At E12.5, s-α-actinin and tropomyosin (sarcomere thin filament protein) immunofluorescence revealed a staining pattern with regular periodicity in trabecular cardiomyocytes consistent with mature myofibrils in these cells (Figures 4A and 5A for s-α-actinin; Figure 4B for tropomyosin). N-cadherin staining in trabecular cardiomyocytes at E12.5 hearts tended to colocalize with areas of intense s-α-actinin staining (Figure 5B-D and Figure 6A-C) possibly representing intercalated discs. In contrast to trabecular myocytes, s-α-actinin in the compact zone was more punctate than linear, and tropomyosin staining was diffuse rather than linear (Figure 4A and 4B). Thus, sarcomere assembly may occur later in compact compared to trabecular myocardium. Furthermore, differential patterns of s-α-actinin and tropomyosin in the compact zone suggest that s-α-actinin organizes into puncta and immature Z-discs early, while tropomyosin incorporation into the thin filament may be a later event in myofibril assembly.
Figure 7, Movie 1, and Movie 2 demonstrate typical results from a PFA-fixed E12.5 embryonic heart. In these examples, a LifeAct-RFPruby transgenic embryo was used for imaging; the LifeAct-RFPruby transgene19 labels filamentous actin but requires PFA fixation. Z-discs labeled with s-α-actinin were easy to visualize in most areas, but the signal-to-noise ratio was decreased compared to snap-frozen heart sections (Figure 7A); this signal was typical for s-α-actinin immunofluorescence in PFA-fixed tissue, in which epitopes may be masked by protein cross-links. Figure 7B shows co-visualization of filamentous actin and immunolabeled s-α-actinin within myofibrils (arrowheads) and filamentous actin within endocardial cells adjacent to trabecular myocytes (arrows). Three-dimensional image reconstruction revealed additional details: individual cardiomyocytes were more easily discerned, myofibrils within a cardiomyocyte were roughly parallel to one another, but individual cardiomyocytes were oriented at varying angles to one another (Figure 7C and D, Movie 1, and Movie 2). The close approximation between endocardial cells and cardiomyocytes was better appreciated in the three-dimensional views as well.
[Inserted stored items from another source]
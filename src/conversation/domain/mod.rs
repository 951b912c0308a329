//! Domain model for conversations.
//!
//! A [`Conversation`] is an aggregate owned by a session. It keeps an
//! append-only message history, sampling parameters that are clamped on
//! mutation, attached tools, and a small status state machine. Operations
//! buffer [`crate::event::DomainEvent`]s for the caller to drain.

mod content;
mod conversation;
mod error;
mod ids;
mod message;
mod parameters;
mod request;
mod role;
mod status;

pub use content::{ContentBlock, ImageSource};
pub use conversation::{Conversation, MAX_MESSAGES};
pub use error::ConversationError;
pub use ids::{ConversationId, MessageId};
pub use message::Message;
pub use parameters::{
    DEFAULT_MAX_TOKENS, DEFAULT_TEMPERATURE, DEFAULT_TOP_K, DEFAULT_TOP_P, GenerationParameters,
    clamp_temperature, clamp_top_k, clamp_top_p,
};
pub use request::{
    ApiMessage, ModelRequest, ModelResponse, ModelTool, StopReason, StreamEvent, Usage,
};
pub use role::{ParseRoleError, Role};
pub use status::ConversationStatus;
Figure 1. Cardiomyocyte sarcomeres, intercalated discs, and costameres. The Z-disc anchors actin filaments, while the M line anchors myosin fibers, which overlap the actin filaments. The sarcomere comprises one Z-disc – M line – Z-disc unit. Multiple sarcomeres in series create a myofibril. The lateral end of the myofibril inserts into the transverse border of the cardiomyocyte at a specialized cell-cell junctional structure called the intercalated disc. Peripheral myofibrils connect to the longitudinal cardiomyocyte plasma membrane via costameres, which form focal adhesions with the extracellular matrix between cardiomyocytes. Please click here to view a larger version of this figure.

Figure 2. s-α-actinin and β catenin immunofluorescence at embryonic day 16.5. The heart was excised, snap frozen, cryosectioned, acetone-fixed, and immunostained using (A) mouse monoclonal clone EA53 antibody against s-α-actinin, which labeled cardiomyocyte Z-disc and intercalated discs, and (B) rabbit polycloncal antibody against the adherens junction protein β catenin. (C) Merged images show s-α-actinin and β catenin staining. (D) Magnified area of interest from panel C; asterisks mark presumed intercalated discs with co-localization of s-α-actinin and β catenin. Images were obtained from the peripheral left ventricular wall or compact myocardium, with the epicardial layer at the upper left of panels A-C. Intensity histogram display range 460-1600 (out of possible 0-65535) for both the s-α-actinin/488 nm and β catenin/561 nm laser channels. Scale bar 10 µm. Please click here to view a larger version of this figure.

Figure 3. s-α-actinin and β1 integrin immunofluorescence at embryonic day 16.5. The heart was excised, snap frozen, cryosectioned, acetone-fixed, and immunostained using (A) mouse monoclonal clone EA53 antibody against s-α-actinin and (B) goat polyclonal antibody against the focal adhesion protein β1 integrin. (C) Merged images show β1 integrin in cardiomyocyte as well as non-cardiomyocyte cells. Note both diffuse and punctate β1 integrin signal in cardiomyocytes. (D) Magnified area of interest from panel C. Note punctate, periodic β1 integrin staining (arrows) with periodicity similar to nearby s-α-actinin-staining in Z-discs; these structures may represent costameres. Images were obtained from the left ventricular compact myocardium. Intensity histogram display range 460-1200 (out of possible 0-65535) for the s-α-actinin/488 nm laser channel and 460-600 for the β1 integrin/561 nm laser channel. Scale bar 10 µm. Please click here to view a larger version of this figure.

Figure 4. s-α-actinin and tropomyosin immunofluorescence at embryonic day 12.5: myofibril organization in trabecular and compact myocardium. Hearts from littermate embryos were excised, snap frozen, cryosectioned, acetone-fixed, and immunostained using (A) mouse monoclonal clone EA53 antibody against s-α-actinin and (B) mouse monoclonal antibody against the myofibril thin filament protein tropomyosin (Developmental Studies Hybridoma Bank CH1). Trabecular (arrows) and compact myocardium (arrowheads) are indicated. Note linear s-α-actinin staining with regular periodicity in the trabecular myocardium, compared to a range of staining patterns including puncta as well as linear staining in the compact layer (A). Note also linear tropomyosin staining with regular periodicity in the trabecular myocardium but more diffuse staining in compact myocardium. Intensity histogram display range 460-1,400 (out of possible 0-65535) for the s-α-actinin channel and 460-1,000 for the tropomyosin channel. Scale bar 10 µm. Please click here to view a larger version of this figure.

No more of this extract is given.